[Stored data entries]
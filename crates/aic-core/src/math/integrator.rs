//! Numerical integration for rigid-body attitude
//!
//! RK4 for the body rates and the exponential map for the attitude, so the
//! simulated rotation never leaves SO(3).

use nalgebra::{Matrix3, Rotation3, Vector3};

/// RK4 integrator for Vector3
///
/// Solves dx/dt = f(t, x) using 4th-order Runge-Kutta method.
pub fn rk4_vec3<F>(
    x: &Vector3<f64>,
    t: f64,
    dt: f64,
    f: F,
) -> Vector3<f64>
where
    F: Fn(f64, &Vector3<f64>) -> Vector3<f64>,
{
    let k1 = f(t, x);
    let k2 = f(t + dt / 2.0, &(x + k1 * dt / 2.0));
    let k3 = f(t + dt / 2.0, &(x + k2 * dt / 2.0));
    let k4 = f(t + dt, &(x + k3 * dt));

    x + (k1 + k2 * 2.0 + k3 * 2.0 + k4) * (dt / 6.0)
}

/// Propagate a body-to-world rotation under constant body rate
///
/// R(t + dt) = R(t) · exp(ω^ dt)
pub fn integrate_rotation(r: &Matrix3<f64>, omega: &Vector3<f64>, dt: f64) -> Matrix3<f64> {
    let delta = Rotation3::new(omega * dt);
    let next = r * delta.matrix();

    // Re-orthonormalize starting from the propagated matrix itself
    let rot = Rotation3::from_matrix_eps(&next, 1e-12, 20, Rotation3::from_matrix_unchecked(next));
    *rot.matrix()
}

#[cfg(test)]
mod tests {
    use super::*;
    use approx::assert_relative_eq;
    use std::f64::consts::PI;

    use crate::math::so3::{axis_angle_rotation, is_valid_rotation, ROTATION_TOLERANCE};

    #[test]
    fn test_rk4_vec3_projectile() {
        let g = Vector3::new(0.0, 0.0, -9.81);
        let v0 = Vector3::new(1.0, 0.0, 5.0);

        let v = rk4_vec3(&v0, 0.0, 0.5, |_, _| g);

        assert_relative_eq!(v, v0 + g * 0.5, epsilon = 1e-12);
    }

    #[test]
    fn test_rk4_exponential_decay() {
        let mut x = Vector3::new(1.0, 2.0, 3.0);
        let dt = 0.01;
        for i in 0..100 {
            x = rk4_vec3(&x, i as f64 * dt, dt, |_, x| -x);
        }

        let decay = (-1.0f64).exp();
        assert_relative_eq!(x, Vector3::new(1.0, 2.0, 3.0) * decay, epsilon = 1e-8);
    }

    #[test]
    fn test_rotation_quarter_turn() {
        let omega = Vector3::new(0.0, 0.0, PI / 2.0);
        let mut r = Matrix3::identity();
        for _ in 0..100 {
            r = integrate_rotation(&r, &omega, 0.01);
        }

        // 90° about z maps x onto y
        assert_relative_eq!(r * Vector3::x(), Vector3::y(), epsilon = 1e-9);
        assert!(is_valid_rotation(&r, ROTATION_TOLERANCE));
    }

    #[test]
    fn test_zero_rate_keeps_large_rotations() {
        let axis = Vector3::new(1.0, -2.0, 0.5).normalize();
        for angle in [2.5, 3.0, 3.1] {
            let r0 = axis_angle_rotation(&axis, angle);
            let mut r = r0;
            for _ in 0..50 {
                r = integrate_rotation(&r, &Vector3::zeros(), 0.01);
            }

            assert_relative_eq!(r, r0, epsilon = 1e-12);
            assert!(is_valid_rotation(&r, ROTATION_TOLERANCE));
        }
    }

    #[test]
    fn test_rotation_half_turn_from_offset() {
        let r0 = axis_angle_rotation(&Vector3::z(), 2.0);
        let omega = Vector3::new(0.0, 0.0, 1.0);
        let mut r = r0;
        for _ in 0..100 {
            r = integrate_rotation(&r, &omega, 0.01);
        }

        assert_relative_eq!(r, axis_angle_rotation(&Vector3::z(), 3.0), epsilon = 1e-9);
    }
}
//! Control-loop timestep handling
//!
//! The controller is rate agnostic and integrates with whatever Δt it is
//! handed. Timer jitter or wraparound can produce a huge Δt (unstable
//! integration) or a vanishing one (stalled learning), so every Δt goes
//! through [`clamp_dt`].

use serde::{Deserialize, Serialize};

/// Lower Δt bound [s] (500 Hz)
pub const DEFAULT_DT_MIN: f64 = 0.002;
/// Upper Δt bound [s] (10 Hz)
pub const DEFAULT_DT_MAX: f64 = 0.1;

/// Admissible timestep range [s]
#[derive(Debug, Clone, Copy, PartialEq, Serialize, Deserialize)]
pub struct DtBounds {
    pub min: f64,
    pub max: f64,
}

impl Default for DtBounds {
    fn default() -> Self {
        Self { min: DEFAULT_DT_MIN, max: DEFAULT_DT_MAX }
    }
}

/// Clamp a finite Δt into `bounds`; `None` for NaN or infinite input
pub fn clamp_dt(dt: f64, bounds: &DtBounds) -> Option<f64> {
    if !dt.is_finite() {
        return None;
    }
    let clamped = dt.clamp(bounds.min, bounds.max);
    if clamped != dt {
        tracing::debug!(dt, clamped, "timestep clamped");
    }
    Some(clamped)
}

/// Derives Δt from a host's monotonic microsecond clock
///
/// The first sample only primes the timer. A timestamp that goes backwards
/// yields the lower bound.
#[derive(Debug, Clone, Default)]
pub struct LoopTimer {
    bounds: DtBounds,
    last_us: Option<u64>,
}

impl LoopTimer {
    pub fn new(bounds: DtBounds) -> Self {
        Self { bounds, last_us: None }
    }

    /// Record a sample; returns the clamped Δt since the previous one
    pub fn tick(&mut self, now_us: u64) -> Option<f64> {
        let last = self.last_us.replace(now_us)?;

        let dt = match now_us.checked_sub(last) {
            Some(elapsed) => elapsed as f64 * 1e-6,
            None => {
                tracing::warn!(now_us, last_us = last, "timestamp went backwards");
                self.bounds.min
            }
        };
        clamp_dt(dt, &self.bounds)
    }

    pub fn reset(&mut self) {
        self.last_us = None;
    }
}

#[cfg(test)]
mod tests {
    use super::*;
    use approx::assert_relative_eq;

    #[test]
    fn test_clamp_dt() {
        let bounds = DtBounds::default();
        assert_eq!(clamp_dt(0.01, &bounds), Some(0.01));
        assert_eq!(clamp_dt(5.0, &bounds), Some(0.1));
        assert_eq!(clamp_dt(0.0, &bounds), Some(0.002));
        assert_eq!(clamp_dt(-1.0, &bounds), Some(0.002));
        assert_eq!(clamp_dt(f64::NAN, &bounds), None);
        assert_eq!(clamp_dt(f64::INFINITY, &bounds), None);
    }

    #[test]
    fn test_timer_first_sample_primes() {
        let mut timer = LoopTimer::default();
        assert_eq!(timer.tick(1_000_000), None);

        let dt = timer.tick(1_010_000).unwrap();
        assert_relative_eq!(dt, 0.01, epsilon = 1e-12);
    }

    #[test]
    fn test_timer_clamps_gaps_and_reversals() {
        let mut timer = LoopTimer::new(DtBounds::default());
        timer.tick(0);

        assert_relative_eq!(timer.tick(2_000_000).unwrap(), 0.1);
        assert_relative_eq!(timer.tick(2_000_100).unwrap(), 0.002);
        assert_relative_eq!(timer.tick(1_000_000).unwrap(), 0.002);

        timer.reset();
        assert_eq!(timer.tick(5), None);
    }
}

...

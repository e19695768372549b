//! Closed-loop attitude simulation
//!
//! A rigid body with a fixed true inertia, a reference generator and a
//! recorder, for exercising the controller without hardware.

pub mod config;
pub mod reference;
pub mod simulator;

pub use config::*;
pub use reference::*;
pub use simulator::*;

...

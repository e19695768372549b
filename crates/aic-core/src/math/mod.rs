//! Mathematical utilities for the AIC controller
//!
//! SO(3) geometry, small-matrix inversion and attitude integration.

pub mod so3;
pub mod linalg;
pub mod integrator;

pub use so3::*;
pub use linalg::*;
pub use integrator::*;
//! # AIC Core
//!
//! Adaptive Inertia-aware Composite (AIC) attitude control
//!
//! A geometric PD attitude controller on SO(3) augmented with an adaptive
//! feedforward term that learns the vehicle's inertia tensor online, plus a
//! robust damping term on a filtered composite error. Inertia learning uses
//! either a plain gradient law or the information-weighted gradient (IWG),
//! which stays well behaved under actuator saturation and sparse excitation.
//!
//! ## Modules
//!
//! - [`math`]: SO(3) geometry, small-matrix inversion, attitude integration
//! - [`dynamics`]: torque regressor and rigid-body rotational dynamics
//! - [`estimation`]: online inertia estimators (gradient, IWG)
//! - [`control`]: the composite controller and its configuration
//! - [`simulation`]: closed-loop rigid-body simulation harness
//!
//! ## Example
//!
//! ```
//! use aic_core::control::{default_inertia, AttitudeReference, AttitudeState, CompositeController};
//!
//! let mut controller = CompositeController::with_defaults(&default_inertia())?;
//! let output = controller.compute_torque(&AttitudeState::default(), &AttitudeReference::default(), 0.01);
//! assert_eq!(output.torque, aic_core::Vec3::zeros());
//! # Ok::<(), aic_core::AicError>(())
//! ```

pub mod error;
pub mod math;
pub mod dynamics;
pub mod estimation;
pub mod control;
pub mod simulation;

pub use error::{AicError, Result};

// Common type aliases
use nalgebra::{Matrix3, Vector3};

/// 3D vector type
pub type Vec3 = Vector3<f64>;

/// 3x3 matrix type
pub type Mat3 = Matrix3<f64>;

- **WHAT IS BEING ASKED**
Which lines of the records above contain the word "Deserialize"? Show each of them.

- **RESULT**
use serde::{Deserialize, Serialize};
#[derive(Debug, Clone, Copy, PartialEq, Serialize, Deserialize)]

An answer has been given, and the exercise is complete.